> [Brief]: What you should write out is every line from the one containing "let start = rng.rand_range(0..worker_count" to the end of the data, exactly and with nothing else.

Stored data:
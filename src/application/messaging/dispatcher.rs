//! Command dispatcher - Runs parsed commands against the alias store
//!
//! Stateless across requests. Each alias update is a plain
//! read-modify-write with no isolation: two concurrent updates of the same
//! alias can lose one of them (last write wins).

use std::sync::Arc;

use crate::application::errors::BotError;
use crate::domain::entities::{MemberSet, Mentions, OutboundMessage, ParsedCommand};
use crate::domain::traits::{AliasStore, Notifier};
use super::reconcile::{merge, subtract};

/// Reply to anything addressed to the bot that no rule understood
pub const WRONG_SYNTAX: &str = "Wrong syntax";

/// Header of the alias listing
pub const LIST_HEADER: &str = "Aliases: \n";

/// Dispatcher policy knobs
#[derive(Debug, Clone, Default)]
pub struct DispatchSettings {
    /// Skip posting when a mentioned alias resolves to nobody
    pub suppress_empty_mentions: bool,
}

/// Routes a ParsedCommand to the reconciler, the store and the notifier
pub struct CommandDispatcher {
    store: Arc<dyn AliasStore>,
    notifier: Arc<dyn Notifier>,
    settings: DispatchSettings,
}

impl CommandDispatcher {
    pub fn new(store: Arc<dyn AliasStore>, notifier: Arc<dyn Notifier>) -> Self {
        Self {
            store,
            notifier,
            settings: DispatchSettings::default(),
        }
    }

    pub fn with_settings(mut self, settings: DispatchSettings) -> Self {
        self.settings = settings;
        self
    }

    pub fn store(&self) -> &Arc<dyn AliasStore> {
        &self.store
    }

    pub fn notifier(&self) -> &Arc<dyn Notifier> {
        &self.notifier
    }

    /// Execute `command` for `group_id`, replying as `bot_id`
    pub async fn dispatch(&self, bot_id: &str, group_id: &str, command: ParsedCommand) -> Result<(), BotError> {
        match command {
            ParsedCommand::AddMembers { alias, ids } => {
                let current = self.store.get_members(group_id, &alias).await?;
                tracing::info!("Adding {} to {} as {} in group {}", ids, current, alias, group_id);

                let merged = merge(&current, &ids);
                let reply = if merged.is_empty() {
                    tracing::debug!("Nothing to store for {}", alias);
                    format!("{} has no members", alias)
                } else {
                    self.store.put_members(group_id, &alias, &merged).await?;
                    format!("{} now has {} member(s)", alias, merged.len())
                };
                self.notifier.post(&OutboundMessage::text(bot_id, reply)).await
            }
            ParsedCommand::RemoveMembers { alias, ids } => {
                let current = self.store.get_members(group_id, &alias).await?;
                tracing::info!("Removing {} from {} as {} in group {}", ids, current, alias, group_id);

                let remaining = subtract(&current, &ids);
                let reply = if current.is_empty() {
                    format!("{} has no members", alias)
                } else if remaining.is_empty() {
                    self.store.delete_alias(group_id, &alias).await?;
                    format!("{} is now empty and was removed", alias)
                } else {
                    self.store.put_members(group_id, &alias, &remaining).await?;
                    format!("{} now has {} member(s)", alias, remaining.len())
                };
                self.notifier.post(&OutboundMessage::text(bot_id, reply)).await
            }
            ParsedCommand::ListAliases => {
                let mut aliases = self.store.list_aliases(group_id).await?;
                aliases.sort();
                tracing::info!("Listing aliases {:?} for group {}", aliases, group_id);

                let text = format!("{}{}", LIST_HEADER, aliases.join("\n"));
                self.notifier.post(&OutboundMessage::text(bot_id, text)).await
            }
            ParsedCommand::MentionAlias { alias } => {
                let members = self.store.get_members(group_id, &alias).await?;
                tracing::info!("Mentioning {} as {} in group {}", members, alias, group_id);

                if members.is_empty() && self.settings.suppress_empty_mentions {
                    tracing::debug!("{} has no members, not posting", alias);
                    return Ok(());
                }
                self.notifier.post(&mention_message(bot_id, &alias, &members)).await
            }
            ParsedCommand::Unrecognized => {
                tracing::info!("Unrecognized command in group {}", group_id);
                self.notifier.post(&OutboundMessage::text(bot_id, WRONG_SYNTAX)).await
            }
            ParsedCommand::Ignored => Ok(()),
        }
    }
}

/// `" @alias: See above ^"` with every member mentioned over the alias span
fn mention_message(bot_id: &str, alias: &str, members: &MemberSet) -> OutboundMessage {
    let text = format!(" {}: See above ^", alias);
    let locus = [1, alias.chars().count()];
    OutboundMessage::text(bot_id, text).with_mentions(Mentions::covering(members, locus))
}

#[cfg(test)]
mod tests {
    use super::*;

    #[test]
    fn test_mention_message_marks_alias_span() {
        let members: MemberSet = ["7", "8"].into_iter().collect();
        let msg = mention_message("token", "@team", &members);

        assert_eq!(msg.bot_id, "token");
        assert_eq!(msg.text, " @team: See above ^");
        let mentions = msg.mentions().expect("mentions attachment");
        assert_eq!(mentions.user_ids, vec!["7".to_string(), "8".to_string()]);
        assert_eq!(mentions.loci, vec![[1, 5], [1, 5]]);
        assert_eq!(&msg.text[1..6], "@team");
    }

    #[test]
    fn test_mention_message_without_members() {
        let msg = mention_message("token", "@nobody", &MemberSet::new());
        let mentions = msg.mentions().expect("mentions attachment");
        assert!(mentions.user_ids.is_empty());
        assert!(mentions.loci.is_empty());
    }
}
use serde::{Deserialize, Deserializer, Serialize};

use super::MemberSet;

/// Who posted an inbound message
#[derive(Debug, Clone, PartialEq, Eq, Default, Deserialize)]
#[serde(from = "String")]
pub enum SenderType {
    #[default]
    User,
    Bot,
    System,
    Other(String),
}

impl SenderType {
    pub fn as_str(&self) -> &str {
        match self {
            SenderType::User => "user",
            SenderType::Bot => "bot",
            SenderType::System => "system",
            SenderType::Other(s) => s,
        }
    }
}

impl From<String> for SenderType {
    fn from(value: String) -> Self {
        match value.as_str() {
            "user" => SenderType::User,
            "bot" => SenderType::Bot,
            "system" => SenderType::System,
            _ => SenderType::Other(value),
        }
    }
}

/// Mention annotation: which members are referenced and the text span
/// (`[start, length]`) each one covers
#[derive(Debug, Clone, PartialEq, Eq, Default, Deserialize, Serialize)]
pub struct Mentions {
    #[serde(default)]
    pub user_ids: Vec<String>,
    #[serde(default)]
    pub loci: Vec<[usize; 2]>,
}

impl Mentions {
    /// Mention every member of `members`, each covering the same text span
    pub fn covering(members: &MemberSet, locus: [usize; 2]) -> Self {
        let user_ids = members.to_vec();
        let loci = vec![locus; user_ids.len()];
        Self { user_ids, loci }
    }
}

/// Message attachment, tagged by its `type` field
#[derive(Debug, Clone, PartialEq, Eq, Deserialize, Serialize)]
#[serde(tag = "type", rename_all = "lowercase")]
pub enum Attachment {
    Mentions(Mentions),
    Image {
        #[serde(default)]
        url: String,
    },
    #[serde(other)]
    Other,
}

/// First mentions attachment in a list, if any
pub fn first_mentions(attachments: &[Attachment]) -> Option<&Mentions> {
    attachments.iter().find_map(|a| match a {
        Attachment::Mentions(m) => Some(m),
        _ => None,
    })
}

/// Callback payload posted by the chat platform for every group message
#[derive(Debug, Clone, Deserialize)]
pub struct InboundMessage {
    pub group_id: String,
    #[serde(default, deserialize_with = "null_as_empty")]
    pub text: String,
    #[serde(default)]
    pub sender_type: SenderType,
    #[serde(default, deserialize_with = "null_as_empty")]
    pub attachments: Vec<Attachment>,
}

impl InboundMessage {
    pub fn new(group_id: impl Into<String>, text: impl Into<String>) -> Self {
        Self {
            group_id: group_id.into(),
            text: text.into(),
            sender_type: SenderType::User,
            attachments: Vec::new(),
        }
    }

    pub fn with_sender_type(mut self, sender_type: SenderType) -> Self {
        self.sender_type = sender_type;
        self
    }

    pub fn with_attachment(mut self, attachment: Attachment) -> Self {
        self.attachments.push(attachment);
        self
    }

    /// Attach a mentions annotation for `user_ids` (loci left empty)
    pub fn with_mentions<S: Into<String>>(self, user_ids: impl IntoIterator<Item = S>) -> Self {
        self.with_attachment(Attachment::Mentions(Mentions {
            user_ids: user_ids.into_iter().map(Into::into).collect(),
            loci: Vec::new(),
        }))
    }

    pub fn is_from_bot(&self) -> bool {
        self.sender_type == SenderType::Bot
    }

    /// The first mentions attachment. Later ones are ignored.
    pub fn mentions(&self) -> Option<&Mentions> {
        first_mentions(&self.attachments)
    }

    /// Ids explicitly mentioned in the message
    pub fn mentioned_members(&self) -> MemberSet {
        self.mentions()
            .map(|m| m.user_ids.iter().cloned().collect())
            .unwrap_or_default()
    }

    /// Whether the message mentions at least one storable member id
    pub fn has_mentions(&self) -> bool {
        !self.mentioned_members().is_empty()
    }
}

/// Message posted back to the group through the bot-post endpoint
#[derive(Debug, Clone, PartialEq, Eq, Serialize)]
pub struct OutboundMessage {
    pub bot_id: String,
    pub text: String,
    #[serde(skip_serializing_if = "Vec::is_empty")]
    pub attachments: Vec<Attachment>,
}

impl OutboundMessage {
    pub fn text(bot_id: impl Into<String>, text: impl Into<String>) -> Self {
        Self {
            bot_id: bot_id.into(),
            text: text.into(),
            attachments: Vec::new(),
        }
    }

    pub fn with_mentions(mut self, mentions: Mentions) -> Self {
        self.attachments.push(Attachment::Mentions(mentions));
        self
    }

    pub fn mentions(&self) -> Option<&Mentions> {
        first_mentions(&self.attachments)
    }
}

fn null_as_empty<'de, D, T>(deserializer: D) -> Result<T, D::Error>
where
    D: Deserializer<'de>,
    T: Default + Deserialize<'de>,
{
    Ok(Option::<T>::deserialize(deserializer)?.unwrap_or_default())
}
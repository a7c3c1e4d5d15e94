//! GroupMe adapter

use async_trait::async_trait;
use reqwest::Client;

use crate::application::errors::BotError;
use crate::domain::entities::OutboundMessage;
use crate::domain::traits::Notifier;

/// GroupMe API base URL
pub const DEFAULT_API_BASE: &str = "https://api.groupme.com";

/// Posts bot messages through the GroupMe bot-post endpoint
pub struct GroupMeNotifier {
    client: Client,
    api_base: String,
}

impl GroupMeNotifier {
    pub fn new(api_base: impl Into<String>) -> Self {
        Self {
            client: Client::new(),
            api_base: api_base.into(),
        }
    }

    /// Get the bot-post URL
    pub fn post_url(&self) -> String {
        format!("{}/v3/bots/post", self.api_base.trim_end_matches('/'))
    }
}

impl Default for GroupMeNotifier {
    fn default() -> Self {
        Self::new(DEFAULT_API_BASE)
    }
}

#[async_trait]
impl Notifier for GroupMeNotifier {
    async fn post(&self, message: &OutboundMessage) -> Result<(), BotError> {
        tracing::debug!("Posting as {}: {:?}", message.bot_id, message.text);

        let response = self.client
            .post(self.post_url())
            .json(message)
            .send()
            .await
            .map_err(|e| BotError::Delivery(e.to_string()))?;

        let status = response.status();
        if !status.is_success() {
            let body = response.text().await.unwrap_or_default();
            return Err(BotError::Delivery(format!("Unexpected status code: {} {}", status, body)));
        }

        Ok(())
    }
}
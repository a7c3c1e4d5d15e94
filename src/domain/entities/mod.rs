//! Domain entities - Core business objects with no infrastructure dependencies

pub mod command;
pub mod member;
pub mod message;

pub use command::ParsedCommand;
pub use member::{MemberId, MemberSet, MEMBER_DELIMITER};
pub use message::{Attachment, InboundMessage, Mentions, OutboundMessage, SenderType};
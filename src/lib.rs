//! mentions-bot - named member aliases for group chats
//!
//! Group members define aliases (`@bot add @alice @bob to @team`) and the
//! bot mentions everyone behind an alias whenever it is addressed.

pub mod application;
pub mod domain;
pub mod infrastructure;
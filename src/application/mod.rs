//! Application layer - Use cases and business logic
//! 
//! This layer contains:
//! - Services: Per-request message handling
//! - Errors: Domain-specific errors
//! - Messaging: Command parsing, set reconciliation, dispatching

pub mod errors;
pub mod services;
pub mod messaging;
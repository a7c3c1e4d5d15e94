//! Domain traits - Abstractions for infrastructure implementations

pub mod notifier;
pub mod store;

pub use notifier::Notifier;
pub use store::AliasStore;
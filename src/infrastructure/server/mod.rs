//! Webhook HTTP server
//!
//! Axum router exposing the group-message callback and a health probe,
//! served with graceful shutdown.
//!
//! # Endpoints
//!
//! - `POST /message/{token}` - GroupMe callback; `token` is the bot id used for replies
//! - `GET /health` - Store connectivity

use axum::{
    body::Bytes,
    extract::{Path, State},
    http::StatusCode,
    routing::{get, post},
    Json, Router,
};
use serde::Serialize;
use std::sync::Arc;
use tokio::signal;
use tower_http::trace::TraceLayer;
use tracing::{error, info, warn};

use crate::application::errors::BotError;
use crate::application::services::MessageService;
use crate::domain::entities::InboundMessage;

/// Shared per-process state handed to every request
#[derive(Clone)]
pub struct AppState {
    service: Arc<MessageService>,
}

impl AppState {
    pub fn new(service: MessageService) -> Self {
        Self {
            service: Arc::new(service),
        }
    }
}

#[derive(Clone, Debug, PartialEq, Eq, Serialize)]
pub struct HealthResponse {
    pub status: &'static str,
    #[serde(skip_serializing_if = "Option::is_none")]
    pub detail: Option<String>,
}

/// Build the router with all routes
pub fn router(state: AppState, log_requests: bool) -> Router {
    let router = Router::new()
        .route("/message/{token}", post(receive_message))
        .route("/health", get(health))
        .with_state(state);

    if log_requests {
        router.layer(TraceLayer::new_for_http())
    } else {
        router
    }
}

/// Serve until Ctrl+C or SIGTERM
pub async fn serve(address: &str, state: AppState, log_requests: bool) -> std::io::Result<()> {
    let listener = tokio::net::TcpListener::bind(address).await?;
    info!("Listening for callbacks on {}", address);

    axum::serve(listener, router(state, log_requests))
        .with_graceful_shutdown(shutdown_signal())
        .await?;

    info!("Server shut down gracefully");
    Ok(())
}

/// Handle one group-message callback
pub async fn receive_message(
    State(state): State<AppState>,
    Path(token): Path<String>,
    body: Bytes,
) -> (StatusCode, String) {
    let message: InboundMessage = match serde_json::from_slice(&body) {
        Ok(message) => message,
        Err(e) => {
            let err = BotError::MalformedPayload(e.to_string());
            warn!("Rejecting callback: {}", err);
            return (StatusCode::BAD_REQUEST, err.to_string());
        }
    };

    info!("Handling message for group {}", message.group_id);

    match state.service.process(&token, message).await {
        Ok(_) => (StatusCode::OK, "OK".to_string()),
        Err(e) => {
            error!("Callback failed: {}", e);
            (StatusCode::INTERNAL_SERVER_ERROR, e.to_string())
        }
    }
}

/// Report whether the alias store answers
pub async fn health(State(state): State<AppState>) -> (StatusCode, Json<HealthResponse>) {
    match state.service.store().ping().await {
        Ok(()) => (
            StatusCode::OK,
            Json(HealthResponse { status: "ready", detail: None }),
        ),
        Err(e) => (
            StatusCode::SERVICE_UNAVAILABLE,
            Json(HealthResponse { status: "degraded", detail: Some(e.to_string()) }),
        ),
    }
}

/// Graceful shutdown signal handler
async fn shutdown_signal() {
    let ctrl_c = async {
        if let Err(e) = signal::ctrl_c().await {
            error!("Failed to install Ctrl+C handler: {}", e);
            std::future::pending::<()>().await;
        }
    };

    #[cfg(unix)]
    let terminate = async {
        match signal::unix::signal(signal::unix::SignalKind::terminate()) {
            Ok(mut sigterm) => {
                sigterm.recv().await;
            }
            Err(e) => {
                error!("Failed to install SIGTERM handler: {}", e);
                std::future::pending::<()>().await;
            }
        }
    };

    #[cfg(not(unix))]
    let terminate = std::future::pending::<()>();

    tokio::select! {
        _ = ctrl_c => {
            info!("Received Ctrl+C, initiating graceful shutdown");
        }
        _ = terminate => {
            info!("Received SIGTERM, initiating graceful shutdown");
        }
    }
}
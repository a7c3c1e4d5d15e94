use std::sync::Arc;

use crate::application::errors::BotError;
use crate::application::messaging::{CommandDispatcher, CommandParser};
use crate::domain::entities::{InboundMessage, OutboundMessage, ParsedCommand};
use crate::domain::traits::AliasStore;

/// Service for processing one inbound group message end to end
pub struct MessageService {
    parser: CommandParser,
    dispatcher: CommandDispatcher,
}

impl MessageService {
    pub fn new(parser: CommandParser, dispatcher: CommandDispatcher) -> Self {
        Self { parser, dispatcher }
    }

    pub fn store(&self) -> &Arc<dyn AliasStore> {
        self.dispatcher.store()
    }

    /// Parse and run an inbound message, replying as `bot_id`.
    ///
    /// Messages posted by bots are dropped before parsing. When a command
    /// fails on storage, a `Failure: ...` notice is posted on a best-effort
    /// basis before the error is returned.
    pub async fn process(&self, bot_id: &str, message: InboundMessage) -> Result<ParsedCommand, BotError> {
        if message.is_from_bot() {
            tracing::info!("Triggered by {} in group {}, ignoring", message.sender_type.as_str(), message.group_id);
            return Ok(ParsedCommand::Ignored);
        }

        let command = self.parser.parse(&message);
        tracing::debug!("[{}] {:?} -> {}", message.group_id, message.text, command.as_str());

        match self.dispatcher.dispatch(bot_id, &message.group_id, command.clone()).await {
            Ok(()) => Ok(command),
            Err(e) => {
                tracing::warn!("[{}] {} failed: {}", message.group_id, command.as_str(), e);
                if e.should_notify() {
                    self.notify_failure(bot_id, &e).await;
                }
                Err(e)
            }
        }
    }

    async fn notify_failure(&self, bot_id: &str, error: &BotError) {
        let notice = OutboundMessage::text(bot_id, format!("Failure: {}", error));
        if let Err(e) = self.dispatcher.notifier().post(&notice).await {
            tracing::error!("Failed to send failure notice: {}", e);
        }
    }
}
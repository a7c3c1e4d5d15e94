//! Alias storage implementations
//!
//! Stored values are member ids joined by [`MEMBER_DELIMITER`]. Decoding
//! never fails: anything unreadable is treated as an empty alias.

pub mod memory;
pub mod redis_store;

pub use memory::MemoryStore;
pub use redis_store::RedisStore;

use crate::domain::entities::{MemberSet, MEMBER_DELIMITER};

/// Flatten a member set into its stored form
pub fn encode_members(members: &MemberSet) -> String {
    let ids: Vec<&str> = members.iter().map(String::as_str).collect();
    ids.join(&MEMBER_DELIMITER.to_string())
}

/// Read a stored value back into a member set
pub fn decode_members(raw: &[u8]) -> MemberSet {
    match std::str::from_utf8(raw) {
        Ok(joined) => joined.split(MEMBER_DELIMITER).filter(|id| !id.is_empty()).collect(),
        Err(e) => {
            tracing::warn!("Unreadable alias value, treating as empty: {}", e);
            MemberSet::new()
        }
    }
}
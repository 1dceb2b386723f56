//! Worker threads and the fiber yield primitives.
//!
//! Each worker drives one OS thread: run the local deque (LIFO), drain
//! the scheduler's injector, steal from a seeded round-robin sequence of
//! peers, or back off. Running a task installs it as the thread-local
//! current fiber and context-switches onto its stack; the only ways back
//! are the yield primitives below.
//!
//! State transitions triggered by a yield are performed by the *worker*,
//! after the fiber's context is saved. A task therefore never becomes
//! visible as `Ready` or `Blocked` while its registers are still live on
//! a CPU, which is what makes wakeups from other threads safe.

use super::cx::{switch, Context};
use super::deque::{Steal, WorkDeque};
use super::task::{BlockReason, Task, TaskOutcome, TaskState};
use super::Scheduler;
use crossbeam_utils::Backoff;
use log::{debug, trace};
use std::cell::{Cell, RefCell};
use std::panic::{catch_unwind, AssertUnwindSafe};
use std::sync::Arc;
use std::time::Duration;

/// Why the current fiber handed control back to its worker.
#[derive(Copy, Clone, Debug)]
enum YieldIntent {
    /// Reschedule me.
    Yield,
    /// Park me with this reason.
    Block(BlockReason),
    /// I am done; record this outcome.
    Complete(TaskOutcome),
}

struct CurrentFiber {
    task: Arc<Task>,
    worker_cx: *mut Context,
    intent: Cell<YieldIntent>,
}

struct WorkerTls {
    sched_addr: usize,
    deque: Arc<WorkDeque>,
}

thread_local! {
    static CURRENT: RefCell<Option<CurrentFiber>> = const { RefCell::new(None) };
    static WORKER: RefCell<Option<WorkerTls>> = const { RefCell::new(None) };
}

/// The task executing on this thread, when called from inside a fiber.
#[inline(never)]
pub fn current_task() -> Option<Arc<Task>> {
    CURRENT.with(|current| current.borrow().as_ref().map(|fiber| fiber.task.clone()))
}

/// Whether this thread is currently inside a fiber context.
#[inline(never)]
pub fn in_fiber_context() -> bool {
    CURRENT.with(|current| current.borrow().is_some())
}

#[inline(never)]
fn yield_with(intent: YieldIntent) {
    let (task_cx, worker_cx) = CURRENT.with(|current| {
        let current = current.borrow();
        let fiber = current
            .as_ref()
            .expect("yield primitive called outside a fiber");
        fiber.intent.set(intent);
        (fiber.task.context_ptr(), fiber.worker_cx)
    });
    // The borrow is released before the switch; the worker reclaims the
    // slot after control returns to it.
    unsafe { switch(task_cx, worker_cx) };
}

/// Cooperatively gives up the CPU; the task is requeued as `Ready`.
pub fn yield_now() {
    yield_with(YieldIntent::Yield);
}

/// Parks the current task with a typed reason. Something must later mark
/// it `Ready` and resubmit it (nurseries and channels do).
pub fn yield_blocked(reason: BlockReason) {
    yield_with(YieldIntent::Block(reason));
}

/// Finishes the current task with `outcome` and never returns.
pub fn yield_complete(outcome: TaskOutcome) -> ! {
    yield_with(YieldIntent::Complete(outcome));
    unreachable!("completed fiber was resumed");
}

/// Local-deque hand-off for `Scheduler::submit` when called on a worker
/// thread of the same scheduler. Returns the task back otherwise.
#[inline(never)]
pub(crate) fn push_local(sched_addr: usize, task: Arc<Task>) -> Result<(), Arc<Task>> {
    WORKER.with(|worker| {
        let worker = worker.borrow();
        match worker.as_ref() {
            Some(tls) if tls.sched_addr == sched_addr => tls.deque.push_bottom(task),
            _ => Err(task),
        }
    })
}

fn requeue(sched: &Scheduler, deque: &WorkDeque, task: Arc<Task>) {
    if let Err(task) = deque.push_bottom(task) {
        sched.inject(task);
    }
}

fn run_task(sched: &Arc<Scheduler>, deque: &Arc<WorkDeque>, task: Arc<Task>) {
    if !task.transition(TaskState::Ready, TaskState::Running) {
        // Cancelled (or otherwise finished) while queued.
        trace!("worker: skipping {:?} in state {:?}", task.id(), task.state());
        return;
    }
    task.consume_wake_pending();

    if !task.fiber_initialized() {
        let fiber_task = task.clone();
        task.init_fiber(
            sched.config().stack_size,
            Box::new(move || {
                let entry = fiber_task.take_entry().expect("fiber booted twice");
                let outcome = match catch_unwind(AssertUnwindSafe(entry)) {
                    Ok(Ok(value)) => TaskOutcome::Success(value),
                    Ok(Err(code)) => TaskOutcome::Error(code),
                    Err(_) => TaskOutcome::Panicked,
                };
                yield_complete(outcome);
            }),
        );
    }

    let mut worker_cx = Context::new();
    CURRENT.with(|current| {
        *current.borrow_mut() = Some(CurrentFiber {
            task: task.clone(),
            worker_cx: &mut worker_cx,
            intent: Cell::new(YieldIntent::Yield),
        });
    });

    unsafe { switch(&mut worker_cx, task.context_ptr()) };

    let fiber = CURRENT
        .with(|current| current.borrow_mut().take())
        .expect("current fiber slot cleared during run");

    match fiber.intent.get() {
        YieldIntent::Yield => {
            if task.transition(TaskState::Running, TaskState::Ready) {
                requeue(sched, deque, task);
            }
            // Transition failure means cancellation won while the fiber
            // ran; the canceller has already notified the nursery and
            // the fiber is abandoned.
        }
        YieldIntent::Block(reason) => {
            if task.block(reason) {
                // A wakeup that raced the park is honored now that the
                // context is saved.
                if task.consume_wake_pending()
                    && task.transition(TaskState::Blocked, TaskState::Ready)
                {
                    requeue(sched, deque, task);
                }
            }
        }
        YieldIntent::Complete(outcome) => {
            let terminal = match outcome {
                TaskOutcome::Success(_) => TaskState::Completed,
                TaskOutcome::Error(_) | TaskOutcome::Panicked => TaskState::Errored,
                TaskOutcome::Cancelled => TaskState::Cancelled,
            };
            if task.try_terminalize(terminal, outcome) {
                task.notify_owner();
            }
        }
    }
}

/// Body of one worker thread.
pub(crate) fn worker_loop(sched: Arc<Scheduler>, index: usize) {
    let deque = sched.deque(index);
    WORKER.with(|worker| {
        *worker.borrow_mut() = Some(WorkerTls {
            sched_addr: Arc::as_ptr(&sched) as usize,
            deque: deque.clone(),
        });
    });
    debug!("worker {}: up", index);

    let worker_count = sched.worker_count();
    let mut rng = oorandom::Rand32::new(
        sched
            .config()
            .steal_seed
            .wrapping_add((index as u64).wrapping_mul(0x9E37_79B9_7F4A_7C15)),
    );
    let mut backoff = Backoff::new();

    while !sched.is_shutdown() {
        if let Some(task) = deque.pop_bottom() {
            backoff = Backoff::new();
            run_task(&sched, &deque, task);
            continue;
        }
        if let Some(task) = sched.pop_injected() {
            backoff = Backoff::new();
            run_task(&sched, &deque, task);
            continue;
        }

        let mut stolen = None;
        if worker_count > 1 {
            let start = rng.rand_range(0..worker_count as u32) as usize;
            for offset in 0..worker_count {
                let victim = (start + offset) % worker_count;
                if victim == index {
                    continue;
                }
                match sched.deque(victim).steal_top() {
                    Steal::Success(task) => {
                        stolen = Some(task);
                        break;
                    }
                    Steal::Retry | Steal::Empty => {}
                }
            }
        }
        if let Some(task) = stolen {
            backoff = Backoff::new();
            run_task(&sched, &deque, task);
            continue;
        }

        if backoff.is_completed() {
            std::thread::park_timeout(Duration::from_micros(500));
        } else {
            backoff.snooze();
        }
    }

    WORKER.with(|worker| worker.borrow_mut().take());
    debug!("worker {}: down ({} tasks left local)", index, deque.len());
}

> [Reply]:
            let start = rng.rand_range(0..worker_count as u32) as usize;
            for offset in 0..worker_count {
                let victim = (start + offset) % worker_count;
                if victim == index {
                    continue;
                }
                match sched.deque(victim).steal_top() {
                    Steal::Success(task) => {
                        stolen = Some(task);
                        break;
                    }
                    Steal::Retry | Steal::Empty => {}
                }
            }
        }
        if let Some(task) = stolen {
            backoff = Backoff::new();
            run_task(&sched, &deque, task);
            continue;
        }

        if backoff.is_completed() {
            std::thread::park_timeout(Duration::from_micros(500));
        } else {
            backoff.snooze();
        }
    }

    WORKER.with(|worker| worker.borrow_mut().take());
    debug!("worker {}: down ({} tasks left local)", index, deque.len());
}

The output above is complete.